### Task instructions
Quote the entries below from the line with "let entries: Vec<wgpu::BindGroupEntry>" through the line with "declares no uniforms.", both ends included, and only those lines.
#### Information given
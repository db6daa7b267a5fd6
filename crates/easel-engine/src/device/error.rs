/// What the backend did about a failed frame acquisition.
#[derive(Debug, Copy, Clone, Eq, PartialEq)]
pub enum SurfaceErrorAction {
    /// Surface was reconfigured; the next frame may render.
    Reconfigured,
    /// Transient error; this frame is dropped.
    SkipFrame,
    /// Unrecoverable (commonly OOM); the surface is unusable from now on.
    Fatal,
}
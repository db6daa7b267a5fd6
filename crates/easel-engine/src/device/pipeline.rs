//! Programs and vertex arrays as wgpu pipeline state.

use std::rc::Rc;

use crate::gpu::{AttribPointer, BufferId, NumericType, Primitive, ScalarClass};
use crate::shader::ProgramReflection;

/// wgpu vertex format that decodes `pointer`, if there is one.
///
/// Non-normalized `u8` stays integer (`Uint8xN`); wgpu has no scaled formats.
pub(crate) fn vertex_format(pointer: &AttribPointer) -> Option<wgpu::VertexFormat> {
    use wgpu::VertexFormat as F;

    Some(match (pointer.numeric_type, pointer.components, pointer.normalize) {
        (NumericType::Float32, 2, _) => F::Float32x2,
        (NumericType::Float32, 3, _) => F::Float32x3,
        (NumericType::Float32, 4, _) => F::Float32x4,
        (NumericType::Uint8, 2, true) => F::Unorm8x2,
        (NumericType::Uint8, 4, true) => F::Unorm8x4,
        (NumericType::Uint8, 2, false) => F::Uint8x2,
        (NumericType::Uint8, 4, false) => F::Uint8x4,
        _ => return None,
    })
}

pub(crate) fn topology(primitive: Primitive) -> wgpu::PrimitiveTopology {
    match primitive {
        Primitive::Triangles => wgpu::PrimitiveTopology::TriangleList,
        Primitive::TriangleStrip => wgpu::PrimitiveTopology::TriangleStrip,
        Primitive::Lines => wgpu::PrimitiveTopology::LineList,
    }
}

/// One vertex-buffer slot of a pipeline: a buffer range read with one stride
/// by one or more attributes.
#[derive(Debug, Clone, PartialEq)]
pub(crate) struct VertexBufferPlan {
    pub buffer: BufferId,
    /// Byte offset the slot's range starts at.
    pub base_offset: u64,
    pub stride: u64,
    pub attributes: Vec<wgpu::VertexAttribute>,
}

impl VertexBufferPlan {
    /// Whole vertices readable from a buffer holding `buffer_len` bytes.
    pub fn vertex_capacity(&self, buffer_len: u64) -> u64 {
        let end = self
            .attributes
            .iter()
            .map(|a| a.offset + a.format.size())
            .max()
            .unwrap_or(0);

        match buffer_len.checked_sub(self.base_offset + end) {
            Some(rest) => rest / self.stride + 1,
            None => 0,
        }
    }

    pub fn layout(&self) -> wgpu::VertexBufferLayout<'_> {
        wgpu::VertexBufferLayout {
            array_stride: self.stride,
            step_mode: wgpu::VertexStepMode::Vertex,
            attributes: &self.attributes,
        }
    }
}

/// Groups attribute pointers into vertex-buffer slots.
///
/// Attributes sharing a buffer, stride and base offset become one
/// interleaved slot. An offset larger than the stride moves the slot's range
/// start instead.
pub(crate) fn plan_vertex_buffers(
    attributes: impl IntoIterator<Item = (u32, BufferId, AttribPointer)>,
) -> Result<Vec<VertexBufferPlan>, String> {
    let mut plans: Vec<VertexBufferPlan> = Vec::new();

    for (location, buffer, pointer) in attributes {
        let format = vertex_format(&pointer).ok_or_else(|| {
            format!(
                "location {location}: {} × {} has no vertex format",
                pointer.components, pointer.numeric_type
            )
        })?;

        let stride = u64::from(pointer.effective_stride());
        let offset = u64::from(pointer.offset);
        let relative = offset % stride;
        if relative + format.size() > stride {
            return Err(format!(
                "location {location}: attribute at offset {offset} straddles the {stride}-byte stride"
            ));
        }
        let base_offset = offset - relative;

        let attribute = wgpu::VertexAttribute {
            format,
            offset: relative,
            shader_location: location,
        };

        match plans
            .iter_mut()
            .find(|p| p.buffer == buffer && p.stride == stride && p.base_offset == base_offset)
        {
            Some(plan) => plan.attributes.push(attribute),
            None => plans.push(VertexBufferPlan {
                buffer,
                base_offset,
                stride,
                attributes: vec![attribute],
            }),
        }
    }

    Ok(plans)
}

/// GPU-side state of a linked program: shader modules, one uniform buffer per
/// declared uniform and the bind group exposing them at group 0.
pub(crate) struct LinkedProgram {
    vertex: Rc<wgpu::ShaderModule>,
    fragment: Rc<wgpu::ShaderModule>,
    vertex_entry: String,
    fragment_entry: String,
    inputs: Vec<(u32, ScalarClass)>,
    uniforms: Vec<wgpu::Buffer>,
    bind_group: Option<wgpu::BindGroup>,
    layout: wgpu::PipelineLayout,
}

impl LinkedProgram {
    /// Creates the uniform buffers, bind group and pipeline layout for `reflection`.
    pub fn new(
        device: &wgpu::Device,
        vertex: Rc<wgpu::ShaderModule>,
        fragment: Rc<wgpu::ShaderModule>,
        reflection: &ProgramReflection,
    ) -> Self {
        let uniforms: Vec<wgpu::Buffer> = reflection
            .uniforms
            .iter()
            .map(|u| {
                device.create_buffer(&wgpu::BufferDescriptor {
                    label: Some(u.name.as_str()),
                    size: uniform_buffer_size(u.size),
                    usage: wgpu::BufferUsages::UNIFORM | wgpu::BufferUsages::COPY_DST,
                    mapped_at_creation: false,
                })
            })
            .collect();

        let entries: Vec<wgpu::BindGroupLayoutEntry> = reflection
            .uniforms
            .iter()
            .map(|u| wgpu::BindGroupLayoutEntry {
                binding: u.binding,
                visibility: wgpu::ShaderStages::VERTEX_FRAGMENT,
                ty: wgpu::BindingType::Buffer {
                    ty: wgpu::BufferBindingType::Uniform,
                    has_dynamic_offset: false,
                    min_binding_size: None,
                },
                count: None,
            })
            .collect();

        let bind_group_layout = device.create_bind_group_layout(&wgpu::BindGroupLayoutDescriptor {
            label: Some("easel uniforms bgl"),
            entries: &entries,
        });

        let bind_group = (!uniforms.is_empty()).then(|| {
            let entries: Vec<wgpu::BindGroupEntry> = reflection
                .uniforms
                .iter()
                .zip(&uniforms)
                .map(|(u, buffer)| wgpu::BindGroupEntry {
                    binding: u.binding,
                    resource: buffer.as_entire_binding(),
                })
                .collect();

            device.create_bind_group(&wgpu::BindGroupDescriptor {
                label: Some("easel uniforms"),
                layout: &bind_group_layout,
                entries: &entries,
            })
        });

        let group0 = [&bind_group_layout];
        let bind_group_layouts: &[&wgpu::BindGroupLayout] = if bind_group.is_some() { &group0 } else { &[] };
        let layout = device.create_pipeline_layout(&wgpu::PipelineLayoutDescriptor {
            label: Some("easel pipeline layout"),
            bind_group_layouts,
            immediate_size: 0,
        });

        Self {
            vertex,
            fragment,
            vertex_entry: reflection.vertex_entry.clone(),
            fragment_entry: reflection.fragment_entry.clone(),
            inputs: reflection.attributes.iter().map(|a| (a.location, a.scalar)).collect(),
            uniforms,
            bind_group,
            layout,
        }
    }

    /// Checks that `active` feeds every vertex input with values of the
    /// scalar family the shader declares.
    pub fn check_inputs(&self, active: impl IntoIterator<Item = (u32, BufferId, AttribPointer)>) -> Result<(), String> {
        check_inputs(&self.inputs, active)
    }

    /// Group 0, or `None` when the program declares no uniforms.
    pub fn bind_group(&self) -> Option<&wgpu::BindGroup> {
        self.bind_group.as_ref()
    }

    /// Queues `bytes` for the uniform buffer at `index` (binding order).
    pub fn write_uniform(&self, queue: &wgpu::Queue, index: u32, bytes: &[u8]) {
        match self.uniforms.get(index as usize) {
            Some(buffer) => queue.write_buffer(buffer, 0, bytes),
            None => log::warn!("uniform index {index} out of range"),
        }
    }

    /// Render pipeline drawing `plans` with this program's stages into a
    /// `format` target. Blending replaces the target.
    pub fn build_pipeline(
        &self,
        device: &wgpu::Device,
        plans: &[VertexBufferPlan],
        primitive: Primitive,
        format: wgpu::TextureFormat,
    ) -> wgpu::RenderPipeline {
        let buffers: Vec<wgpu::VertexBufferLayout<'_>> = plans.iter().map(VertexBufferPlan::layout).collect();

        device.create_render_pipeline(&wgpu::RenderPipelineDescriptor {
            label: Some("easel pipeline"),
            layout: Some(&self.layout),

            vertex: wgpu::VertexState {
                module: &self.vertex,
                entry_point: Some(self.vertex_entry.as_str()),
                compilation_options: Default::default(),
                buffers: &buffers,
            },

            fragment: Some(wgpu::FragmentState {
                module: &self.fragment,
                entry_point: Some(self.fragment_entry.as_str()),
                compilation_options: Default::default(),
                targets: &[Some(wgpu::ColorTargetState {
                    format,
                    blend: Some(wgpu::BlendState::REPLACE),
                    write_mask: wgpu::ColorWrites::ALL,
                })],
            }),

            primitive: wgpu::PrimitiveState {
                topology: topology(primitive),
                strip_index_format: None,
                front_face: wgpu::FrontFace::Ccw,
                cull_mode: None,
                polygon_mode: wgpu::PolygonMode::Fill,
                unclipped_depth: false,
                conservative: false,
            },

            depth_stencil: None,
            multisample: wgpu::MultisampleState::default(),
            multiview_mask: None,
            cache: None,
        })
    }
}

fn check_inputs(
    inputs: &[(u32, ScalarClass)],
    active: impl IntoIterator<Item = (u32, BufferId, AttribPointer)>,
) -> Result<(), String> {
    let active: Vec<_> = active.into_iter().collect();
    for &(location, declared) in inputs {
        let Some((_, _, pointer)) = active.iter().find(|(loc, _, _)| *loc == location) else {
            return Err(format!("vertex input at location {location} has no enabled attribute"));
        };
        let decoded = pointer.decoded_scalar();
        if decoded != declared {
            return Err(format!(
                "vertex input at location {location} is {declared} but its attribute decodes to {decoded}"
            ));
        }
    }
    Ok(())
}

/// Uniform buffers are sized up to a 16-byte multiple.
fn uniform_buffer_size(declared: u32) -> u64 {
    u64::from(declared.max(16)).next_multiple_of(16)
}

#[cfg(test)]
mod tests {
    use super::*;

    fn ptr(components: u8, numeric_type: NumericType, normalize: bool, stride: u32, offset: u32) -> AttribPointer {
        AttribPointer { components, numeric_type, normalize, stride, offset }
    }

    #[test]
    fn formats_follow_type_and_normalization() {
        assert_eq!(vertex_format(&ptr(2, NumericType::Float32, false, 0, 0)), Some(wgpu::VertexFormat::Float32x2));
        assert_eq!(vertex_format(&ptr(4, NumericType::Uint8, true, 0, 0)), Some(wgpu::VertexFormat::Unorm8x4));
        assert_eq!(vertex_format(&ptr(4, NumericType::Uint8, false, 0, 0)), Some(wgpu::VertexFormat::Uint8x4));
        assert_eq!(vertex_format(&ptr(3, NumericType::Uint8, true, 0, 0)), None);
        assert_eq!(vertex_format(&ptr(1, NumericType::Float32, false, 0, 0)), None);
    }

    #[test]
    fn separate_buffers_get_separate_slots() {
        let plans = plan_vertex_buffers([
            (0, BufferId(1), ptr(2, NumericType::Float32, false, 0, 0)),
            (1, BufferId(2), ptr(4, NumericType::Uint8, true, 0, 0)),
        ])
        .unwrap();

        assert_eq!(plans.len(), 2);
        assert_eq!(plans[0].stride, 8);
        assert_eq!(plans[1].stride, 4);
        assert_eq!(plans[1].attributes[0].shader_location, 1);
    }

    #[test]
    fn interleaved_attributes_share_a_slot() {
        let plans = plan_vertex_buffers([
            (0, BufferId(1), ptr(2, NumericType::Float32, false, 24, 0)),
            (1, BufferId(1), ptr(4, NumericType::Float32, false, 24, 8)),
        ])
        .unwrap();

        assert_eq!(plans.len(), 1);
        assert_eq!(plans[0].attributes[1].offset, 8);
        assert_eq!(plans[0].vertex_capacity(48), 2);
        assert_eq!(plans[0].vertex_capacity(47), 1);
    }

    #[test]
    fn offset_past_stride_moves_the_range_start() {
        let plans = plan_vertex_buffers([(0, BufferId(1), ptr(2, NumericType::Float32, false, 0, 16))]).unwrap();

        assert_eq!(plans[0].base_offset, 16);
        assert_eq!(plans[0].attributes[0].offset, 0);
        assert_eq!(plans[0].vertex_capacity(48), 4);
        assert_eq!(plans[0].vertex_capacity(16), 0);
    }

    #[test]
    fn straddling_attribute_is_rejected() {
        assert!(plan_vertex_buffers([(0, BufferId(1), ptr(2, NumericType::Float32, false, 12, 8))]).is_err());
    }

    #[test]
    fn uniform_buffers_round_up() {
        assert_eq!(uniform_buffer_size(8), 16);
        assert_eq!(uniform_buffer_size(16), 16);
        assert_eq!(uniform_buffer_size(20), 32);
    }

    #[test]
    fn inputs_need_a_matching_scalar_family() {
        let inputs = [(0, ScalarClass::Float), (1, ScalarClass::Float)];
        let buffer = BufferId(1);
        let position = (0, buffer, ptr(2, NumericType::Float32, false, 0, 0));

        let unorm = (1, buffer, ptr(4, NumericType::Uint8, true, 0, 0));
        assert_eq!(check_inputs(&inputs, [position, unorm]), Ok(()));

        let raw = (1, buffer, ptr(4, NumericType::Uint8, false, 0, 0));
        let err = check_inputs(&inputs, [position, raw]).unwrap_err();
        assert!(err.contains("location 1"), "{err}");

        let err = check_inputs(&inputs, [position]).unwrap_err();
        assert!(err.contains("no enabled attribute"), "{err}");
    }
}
########
### Task response
            let entries: Vec<wgpu::BindGroupEntry> = reflection
                .uniforms
                .iter()
                .zip(&uniforms)
                .map(|(u, buffer)| wgpu::BindGroupEntry {
                    binding: u.binding,
                    resource: buffer.as_entire_binding(),
                })
                .collect();

            device.create_bind_group(&wgpu::BindGroupDescriptor {
                label: Some("easel uniforms"),
                layout: &bind_group_layout,
                entries: &entries,
            })
        });

        let group0 = [&bind_group_layout];
        let bind_group_layouts: &[&wgpu::BindGroupLayout] = if bind_group.is_some() { &group0 } else { &[] };
        let layout = device.create_pipeline_layout(&wgpu::PipelineLayoutDescriptor {
            label: Some("easel pipeline layout"),
            bind_group_layouts,
            immediate_size: 0,
        });

        Self {
            vertex,
            fragment,
            vertex_entry: reflection.vertex_entry.clone(),
            fragment_entry: reflection.fragment_entry.clone(),
            inputs: reflection.attributes.iter().map(|a| (a.location, a.scalar)).collect(),
            uniforms,
            bind_group,
            layout,
        }
    }

    /// Checks that `active` feeds every vertex input with values of the
    /// scalar family the shader declares.
    pub fn check_inputs(&self, active: impl IntoIterator<Item = (u32, BufferId, AttribPointer)>) -> Result<(), String> {
        check_inputs(&self.inputs, active)
    }

    /// Group 0, or `None` when the program declares no uniforms.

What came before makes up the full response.